__The problem__
From the data, return each line holding the word "Result".

__Information__
********

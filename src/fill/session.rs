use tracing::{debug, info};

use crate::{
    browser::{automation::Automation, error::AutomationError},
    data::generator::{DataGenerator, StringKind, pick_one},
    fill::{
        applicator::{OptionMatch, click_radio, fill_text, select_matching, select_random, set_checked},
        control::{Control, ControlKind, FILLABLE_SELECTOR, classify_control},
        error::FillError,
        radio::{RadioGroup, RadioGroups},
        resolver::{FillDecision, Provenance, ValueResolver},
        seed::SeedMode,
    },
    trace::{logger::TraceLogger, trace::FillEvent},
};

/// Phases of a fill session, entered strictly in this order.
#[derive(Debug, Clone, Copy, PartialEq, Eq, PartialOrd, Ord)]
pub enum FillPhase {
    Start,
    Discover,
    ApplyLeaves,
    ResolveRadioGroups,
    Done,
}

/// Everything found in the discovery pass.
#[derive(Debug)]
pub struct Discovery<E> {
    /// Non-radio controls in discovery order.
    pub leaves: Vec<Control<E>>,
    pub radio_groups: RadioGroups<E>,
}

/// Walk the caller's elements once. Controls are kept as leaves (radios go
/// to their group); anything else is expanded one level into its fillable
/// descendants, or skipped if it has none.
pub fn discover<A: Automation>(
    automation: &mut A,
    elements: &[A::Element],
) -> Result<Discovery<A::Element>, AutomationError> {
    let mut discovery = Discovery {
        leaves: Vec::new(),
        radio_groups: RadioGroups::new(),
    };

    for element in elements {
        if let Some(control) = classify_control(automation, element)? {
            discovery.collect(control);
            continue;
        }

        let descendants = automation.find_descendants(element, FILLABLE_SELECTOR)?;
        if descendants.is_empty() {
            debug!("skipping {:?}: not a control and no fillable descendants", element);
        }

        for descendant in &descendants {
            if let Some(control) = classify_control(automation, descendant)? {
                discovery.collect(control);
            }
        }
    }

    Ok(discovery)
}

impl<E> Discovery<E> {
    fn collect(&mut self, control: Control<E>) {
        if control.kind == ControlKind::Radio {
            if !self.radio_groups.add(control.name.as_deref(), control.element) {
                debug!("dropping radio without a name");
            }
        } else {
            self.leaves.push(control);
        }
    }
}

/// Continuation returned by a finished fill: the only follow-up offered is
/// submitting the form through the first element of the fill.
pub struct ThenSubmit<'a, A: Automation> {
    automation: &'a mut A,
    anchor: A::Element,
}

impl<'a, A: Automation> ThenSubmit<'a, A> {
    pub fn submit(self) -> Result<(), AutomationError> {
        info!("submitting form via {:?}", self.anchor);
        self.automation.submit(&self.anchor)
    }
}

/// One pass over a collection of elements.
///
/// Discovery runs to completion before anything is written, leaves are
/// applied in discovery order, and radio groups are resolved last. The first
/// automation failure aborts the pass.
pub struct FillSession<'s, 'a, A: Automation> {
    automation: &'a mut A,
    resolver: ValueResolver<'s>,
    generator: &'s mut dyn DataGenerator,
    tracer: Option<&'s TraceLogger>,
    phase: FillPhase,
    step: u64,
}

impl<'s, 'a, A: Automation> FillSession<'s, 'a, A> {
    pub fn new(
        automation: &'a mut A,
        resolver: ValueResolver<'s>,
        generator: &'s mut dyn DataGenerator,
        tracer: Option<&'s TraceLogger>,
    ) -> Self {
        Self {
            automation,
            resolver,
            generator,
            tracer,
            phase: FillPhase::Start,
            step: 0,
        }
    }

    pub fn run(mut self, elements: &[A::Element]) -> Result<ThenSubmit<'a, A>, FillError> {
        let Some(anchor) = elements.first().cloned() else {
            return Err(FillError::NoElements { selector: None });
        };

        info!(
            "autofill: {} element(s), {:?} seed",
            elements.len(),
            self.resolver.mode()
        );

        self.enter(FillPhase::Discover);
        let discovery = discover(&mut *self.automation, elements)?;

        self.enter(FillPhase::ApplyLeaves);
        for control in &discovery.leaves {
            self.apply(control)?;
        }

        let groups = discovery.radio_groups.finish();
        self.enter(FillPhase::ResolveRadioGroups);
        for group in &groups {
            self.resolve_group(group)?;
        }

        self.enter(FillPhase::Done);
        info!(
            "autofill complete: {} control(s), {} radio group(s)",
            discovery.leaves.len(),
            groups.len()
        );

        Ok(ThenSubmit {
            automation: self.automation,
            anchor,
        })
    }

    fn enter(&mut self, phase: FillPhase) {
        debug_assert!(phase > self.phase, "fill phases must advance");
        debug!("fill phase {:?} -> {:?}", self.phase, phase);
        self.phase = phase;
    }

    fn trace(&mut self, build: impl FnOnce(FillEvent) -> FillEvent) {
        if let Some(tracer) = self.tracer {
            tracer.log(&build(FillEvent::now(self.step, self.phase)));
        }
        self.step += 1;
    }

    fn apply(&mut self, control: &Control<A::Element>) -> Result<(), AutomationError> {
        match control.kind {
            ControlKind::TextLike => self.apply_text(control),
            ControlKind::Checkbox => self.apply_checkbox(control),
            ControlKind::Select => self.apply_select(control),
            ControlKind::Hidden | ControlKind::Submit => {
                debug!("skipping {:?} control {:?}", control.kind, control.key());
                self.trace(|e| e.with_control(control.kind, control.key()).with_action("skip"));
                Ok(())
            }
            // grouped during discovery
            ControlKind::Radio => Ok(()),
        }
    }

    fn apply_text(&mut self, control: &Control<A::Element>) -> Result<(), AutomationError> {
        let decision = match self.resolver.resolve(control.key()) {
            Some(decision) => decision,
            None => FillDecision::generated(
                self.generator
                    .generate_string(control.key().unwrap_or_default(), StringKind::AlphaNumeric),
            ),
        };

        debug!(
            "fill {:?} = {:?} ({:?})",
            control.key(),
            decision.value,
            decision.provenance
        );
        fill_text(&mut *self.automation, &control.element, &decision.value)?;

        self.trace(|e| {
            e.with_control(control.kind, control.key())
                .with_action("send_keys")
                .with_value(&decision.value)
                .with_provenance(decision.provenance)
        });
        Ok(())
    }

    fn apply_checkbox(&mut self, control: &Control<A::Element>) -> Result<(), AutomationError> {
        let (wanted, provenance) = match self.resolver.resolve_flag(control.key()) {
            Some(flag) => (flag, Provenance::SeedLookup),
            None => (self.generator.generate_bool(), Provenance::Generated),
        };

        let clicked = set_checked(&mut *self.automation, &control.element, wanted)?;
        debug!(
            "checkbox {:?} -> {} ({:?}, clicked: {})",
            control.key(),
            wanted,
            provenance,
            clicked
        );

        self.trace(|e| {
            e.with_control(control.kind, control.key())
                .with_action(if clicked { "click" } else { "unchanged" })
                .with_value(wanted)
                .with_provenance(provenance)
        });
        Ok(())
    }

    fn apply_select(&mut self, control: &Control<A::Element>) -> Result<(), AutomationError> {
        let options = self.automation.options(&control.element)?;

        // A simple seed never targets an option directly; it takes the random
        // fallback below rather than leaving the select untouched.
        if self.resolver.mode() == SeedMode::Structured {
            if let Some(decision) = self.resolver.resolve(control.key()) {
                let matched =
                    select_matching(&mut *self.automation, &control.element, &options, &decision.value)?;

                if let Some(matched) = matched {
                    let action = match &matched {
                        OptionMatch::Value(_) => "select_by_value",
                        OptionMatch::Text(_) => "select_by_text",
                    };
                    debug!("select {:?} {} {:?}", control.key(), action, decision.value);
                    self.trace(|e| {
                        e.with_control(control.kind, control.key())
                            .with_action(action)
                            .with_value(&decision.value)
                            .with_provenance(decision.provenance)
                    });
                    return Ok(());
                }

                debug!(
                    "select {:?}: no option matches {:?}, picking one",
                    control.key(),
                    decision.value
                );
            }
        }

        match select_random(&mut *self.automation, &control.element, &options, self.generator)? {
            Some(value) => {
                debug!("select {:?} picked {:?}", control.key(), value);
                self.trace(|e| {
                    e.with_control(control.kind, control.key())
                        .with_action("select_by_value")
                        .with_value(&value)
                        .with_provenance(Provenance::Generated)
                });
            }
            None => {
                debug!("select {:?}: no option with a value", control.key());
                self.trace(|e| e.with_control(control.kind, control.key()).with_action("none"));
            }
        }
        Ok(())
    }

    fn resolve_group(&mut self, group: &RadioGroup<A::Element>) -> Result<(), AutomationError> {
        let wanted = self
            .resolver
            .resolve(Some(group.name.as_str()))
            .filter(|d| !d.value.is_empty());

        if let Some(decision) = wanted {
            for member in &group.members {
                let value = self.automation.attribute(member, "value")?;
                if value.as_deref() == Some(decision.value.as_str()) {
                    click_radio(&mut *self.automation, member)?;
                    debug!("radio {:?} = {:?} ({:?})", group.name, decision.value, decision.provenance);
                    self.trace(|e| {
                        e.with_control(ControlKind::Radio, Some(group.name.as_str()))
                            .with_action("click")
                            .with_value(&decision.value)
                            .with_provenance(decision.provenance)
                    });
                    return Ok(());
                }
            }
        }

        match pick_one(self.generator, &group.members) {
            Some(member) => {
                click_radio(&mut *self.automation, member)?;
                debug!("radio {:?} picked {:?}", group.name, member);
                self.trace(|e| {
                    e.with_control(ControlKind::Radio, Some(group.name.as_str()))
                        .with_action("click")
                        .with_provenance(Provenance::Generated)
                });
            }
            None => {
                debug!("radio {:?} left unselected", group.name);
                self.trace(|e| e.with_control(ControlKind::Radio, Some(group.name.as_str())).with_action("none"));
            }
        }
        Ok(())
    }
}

********

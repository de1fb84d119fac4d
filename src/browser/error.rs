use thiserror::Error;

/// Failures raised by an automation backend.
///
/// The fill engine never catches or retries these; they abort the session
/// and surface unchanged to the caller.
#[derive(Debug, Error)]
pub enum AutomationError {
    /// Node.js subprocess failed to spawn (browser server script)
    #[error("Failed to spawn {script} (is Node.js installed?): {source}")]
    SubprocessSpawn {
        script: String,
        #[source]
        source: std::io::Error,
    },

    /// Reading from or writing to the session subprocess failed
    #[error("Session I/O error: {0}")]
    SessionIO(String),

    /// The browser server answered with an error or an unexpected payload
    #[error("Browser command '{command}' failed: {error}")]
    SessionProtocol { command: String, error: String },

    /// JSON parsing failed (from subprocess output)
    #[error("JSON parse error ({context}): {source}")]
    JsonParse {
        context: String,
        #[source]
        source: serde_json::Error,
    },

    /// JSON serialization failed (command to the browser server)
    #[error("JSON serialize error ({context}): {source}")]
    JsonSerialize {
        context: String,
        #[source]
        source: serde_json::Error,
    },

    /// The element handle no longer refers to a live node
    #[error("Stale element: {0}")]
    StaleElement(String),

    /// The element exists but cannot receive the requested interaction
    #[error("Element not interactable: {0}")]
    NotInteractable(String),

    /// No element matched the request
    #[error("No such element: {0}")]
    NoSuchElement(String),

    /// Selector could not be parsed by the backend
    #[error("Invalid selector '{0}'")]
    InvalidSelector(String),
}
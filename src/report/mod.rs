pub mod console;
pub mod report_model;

********

__Answer box__
) -> Result<Discovery<A::Element>, AutomationError> {
    pub fn submit(self) -> Result<(), AutomationError> {
    pub fn run(mut self, elements: &[A::Element]) -> Result<ThenSubmit<'a, A>, FillError> {
    fn apply(&mut self, control: &Control<A::Element>) -> Result<(), AutomationError> {
    fn apply_text(&mut self, control: &Control<A::Element>) -> Result<(), AutomationError> {
    fn apply_checkbox(&mut self, control: &Control<A::Element>) -> Result<(), AutomationError> {
    fn apply_select(&mut self, control: &Control<A::Element>) -> Result<(), AutomationError> {
    fn resolve_group(&mut self, group: &RadioGroup<A::Element>) -> Result<(), AutomationError> {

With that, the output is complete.